Consider the following made-up dataset containing interview scores for 10 Oxford applicants, who were each seen by three interviewers:
InterviewScores = pd.read_csv("https://raw.githubusercontent.com/jillxoreilly/StatsCourseBook_2024/main/data/CluedoInterview.csv")
display(InterviewScores)
| Professor Green | Professor Peacock | Professor Plum | |
|---|---|---|---|
| 0 | 45 | 52 | 55 |
| 1 | 47 | 54 | 59 |
| 2 | 50 | 55 | 60 |
| 3 | 51 | 55 | 61 |
| 4 | 53 | 56 | 64 |
| 5 | 53 | 57 | 66 |
| 6 | 54 | 61 | 69 |
| 7 | 54 | 63 | 70 |
| 8 | 56 | 63 | 72 |
| 9 | 58 | 63 | 72 |
| 10 | 59 | 64 | 72 |
| 11 | 60 | 64 | 80 |
Given that this is a small data set we may wish to plot the students’ scores from each interviewer.
We can do this using a swarmplot:
sns.swarmplot(data=InterviewScores, palette=['g','b','m']) # we may as well make the colours meaningful ;-))
plt.ylabel('interview score')
plt.show()
Maybe it would be nice to add a violinplot for each distribution as well:
sns.swarmplot(data=InterviewScores, palette=['g','b','m']) # we may as well make the colours meaningful ;-))

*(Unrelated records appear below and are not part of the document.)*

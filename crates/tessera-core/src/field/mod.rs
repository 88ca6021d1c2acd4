//! Virtual fields: attributes with no storage column of their own.
//!
//! A virtual field is declared on an entity builder, is never part of the
//! persisted column list or generic serialization, and is reached through
//! the entity's accessor table. Composite fields are the one virtual field
//! that actually encloses real columns.

pub mod composite;

use crate::{
    codec::CodecError,
    error::{ErrorClass, ErrorOrigin, InternalError},
    model::{
        entity::{Accessor, EntityBuilder},
        field::{FieldRef, FieldValueError, StorageDescriptor},
        registry::EntityId,
    },
    obs::sink::{self, MetricsEvent},
    record::Record,
    value::Value,
};
use std::{fmt::Debug, sync::Arc, sync::OnceLock};
use thiserror::Error as ThisError;

///
/// FieldError
///
/// Failure of a single field operation. Every failure is scoped to the
/// operation that raised it; nothing is retried or partially applied.
///

#[derive(Clone, Debug, Eq, PartialEq, ThisError)]
pub enum FieldError {
    #[error("{field} can only be retrieved via an instance")]
    UnboundAccess { field: String },

    #[error("field '{field}' expects {expected} components, got {found}")]
    ArityMismatch {
        field: String,
        expected: usize,
        found: usize,
    },

    #[error("field '{field}' does not support lookup '{lookup}'")]
    UnsupportedLookup { field: String, lookup: String },

    #[error("field '{field}' cannot decode its string form: {source}")]
    Decode {
        field: String,
        #[source]
        source: CodecError,
    },

    #[error("field '{field}' component '{component}' rejected its value: {source}")]
    InvalidComponentValue {
        field: String,
        component: String,
        #[source]
        source: FieldValueError,
    },

    #[error("field '{field}' rejected its value: {source}")]
    InvalidValue {
        field: String,
        #[source]
        source: FieldValueError,
    },

    #[error("field '{field}' lookup '{lookup}' expects a sequence of candidates")]
    ExpectedSequence { field: String, lookup: String },

    #[error("field '{field}' is not bound to its owner yet")]
    NotBound { field: String },

    #[error("field '{field}' is already bound")]
    AlreadyBound { field: String },

    #[error("field is already declared as '{field}'")]
    AlreadyDeclared { field: String },

    #[error("composite field '{field}' has no components")]
    EmptyComposite { field: String },

    #[error("composite field '{field}' component '{component}' is not declared on the owner")]
    ComponentNotDeclared { field: String, component: String },

    #[error("'{entity}' has no field '{field}'")]
    UnknownField { entity: String, field: String },

    #[error("field '{field}' produced {values} storage values for {columns} columns")]
    StorageShapeMismatch {
        field: String,
        columns: usize,
        values: usize,
    },
}

impl FieldError {
    pub(crate) const fn class(&self) -> ErrorClass {
        match self {
            Self::UnboundAccess { .. }
            | Self::ArityMismatch { .. }
            | Self::Decode { .. }
            | Self::InvalidComponentValue { .. }
            | Self::InvalidValue { .. }
            | Self::ExpectedSequence { .. }
            | Self::EmptyComposite { .. } => ErrorClass::Invalid,
            Self::UnsupportedLookup { .. } => ErrorClass::Unsupported,
            Self::NotBound { .. }
            | Self::AlreadyBound { .. }
            | Self::StorageShapeMismatch { .. } => ErrorClass::InvariantViolation,
            Self::AlreadyDeclared { .. } => ErrorClass::Conflict,
            Self::ComponentNotDeclared { .. } | Self::UnknownField { .. } => ErrorClass::NotFound,
        }
    }

    pub(crate) const fn origin(&self) -> ErrorOrigin {
        match self {
            Self::UnboundAccess { .. } | Self::UnknownField { .. } => ErrorOrigin::Record,
            Self::UnsupportedLookup { .. }
            | Self::ExpectedSequence { .. }
            | Self::StorageShapeMismatch { .. } => ErrorOrigin::Lookup,
            Self::Decode { .. } => ErrorOrigin::Codec,
            Self::ComponentNotDeclared { .. } => ErrorOrigin::Model,
            Self::ArityMismatch { .. }
            | Self::InvalidComponentValue { .. }
            | Self::InvalidValue { .. }
            | Self::NotBound { .. }
            | Self::AlreadyBound { .. }
            | Self::AlreadyDeclared { .. }
            | Self::EmptyComposite { .. } => ErrorOrigin::Field,
        }
    }
}

///
/// VirtualFieldState
///
/// Declaration-time attachment of a virtual field to its owner.
/// Set once by `declare_virtual`; the owner is held as an `EntityId`, so
/// the field never keeps its entity alive.
///

#[derive(Debug, Default)]
pub struct VirtualFieldState {
    attachment: OnceLock<Attachment>,
}

#[derive(Debug)]
struct Attachment {
    name: String,
    owner: EntityId,
    owner_path: String,
}

impl VirtualFieldState {
    #[must_use]
    pub const fn new() -> Self {
        Self {
            attachment: OnceLock::new(),
        }
    }

    fn attach(&self, name: &str, owner: EntityId, owner_path: &str) -> Result<(), FieldError> {
        self.attachment
            .set(Attachment {
                name: name.to_string(),
                owner,
                owner_path: owner_path.to_string(),
            })
            .map_err(|_| FieldError::AlreadyDeclared {
                field: self.name().unwrap_or(name).to_string(),
            })
    }

    #[must_use]
    pub fn name(&self) -> Option<&str> {
        self.attachment.get().map(|a| a.name.as_str())
    }

    #[must_use]
    pub fn owner(&self) -> Option<EntityId> {
        self.attachment.get().map(|a| a.owner)
    }

    #[must_use]
    pub fn owner_path(&self) -> Option<&str> {
        self.attachment.get().map(|a| a.owner_path.as_str())
    }

    #[must_use]
    pub fn is_declared(&self) -> bool {
        self.attachment.get().is_some()
    }
}

///
/// VirtualField
///
/// Field-like attribute without a storage column. Defaults make every
/// virtual field safe to read and write from generic record code.
///

pub trait VirtualField: Debug + Send + Sync + 'static {
    fn state(&self) -> &VirtualFieldState;

    fn name(&self) -> Option<&str> {
        self.state().name()
    }

    fn owner(&self) -> Option<EntityId> {
        self.state().owner()
    }

    /// Attach to `builder` under `name`.
    fn declare_on(
        self: Arc<Self>,
        builder: &mut EntityBuilder,
        name: &str,
    ) -> Result<(), InternalError>
    where
        Self: Sized,
    {
        declare_virtual(self, builder, name).map(|_| ())
    }

    fn storage_descriptor(&self) -> Option<StorageDescriptor> {
        None
    }

    /// Real columns enclosed by this field, if any.
    fn enclosed_fields(&self) -> Option<&[FieldRef]> {
        None
    }

    /// Read through an instance, or off the type when `record` is `None`.
    fn read(&self, record: Option<&Record>) -> Result<Value, FieldError> {
        let _ = record;

        Ok(Value::Null)
    }

    fn write(&self, record: &mut Record, value: &Value) -> Result<(), FieldError> {
        let _ = (record, value);

        Ok(())
    }
}

/// Base declaration shared by every virtual field: register with the
/// builder as non-persisted, attach name and owner, and install the accessor.
///
/// The field is only attached once the builder has accepted it.
pub fn declare_virtual<F: VirtualField>(
    field: Arc<F>,
    builder: &mut EntityBuilder,
    name: &str,
) -> Result<Arc<dyn VirtualField>, InternalError> {
    let state = field.state();
    if state.is_declared() {
        return Err(FieldError::AlreadyDeclared {
            field: state.name().unwrap_or(name).to_string(),
        }
        .into());
    }

    let field: Arc<dyn VirtualField> = field;
    builder.register_virtual_field(name, Arc::clone(&field))?;
    field.state().attach(name, builder.id(), builder.path())?;
    builder.install_accessor(name, Accessor::Virtual(Arc::clone(&field)));

    sink::record(MetricsEvent::FieldDeclared {
        entity_path: builder.path(),
    });

    Ok(field)
}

sns.violinplot(data=InterviewScores, palette=['g','b','m'], fill=False ) # we may as well make the colours meaningful ;-))
plt.ylabel('interview score')
plt.show()
Note-
We can see that each professor gives a different mean and range of scores
2.5.6. Lineplot#
sns.lineplot(data = df.T)
In the violin/swarm plot above, an important feature of the dataset is lost.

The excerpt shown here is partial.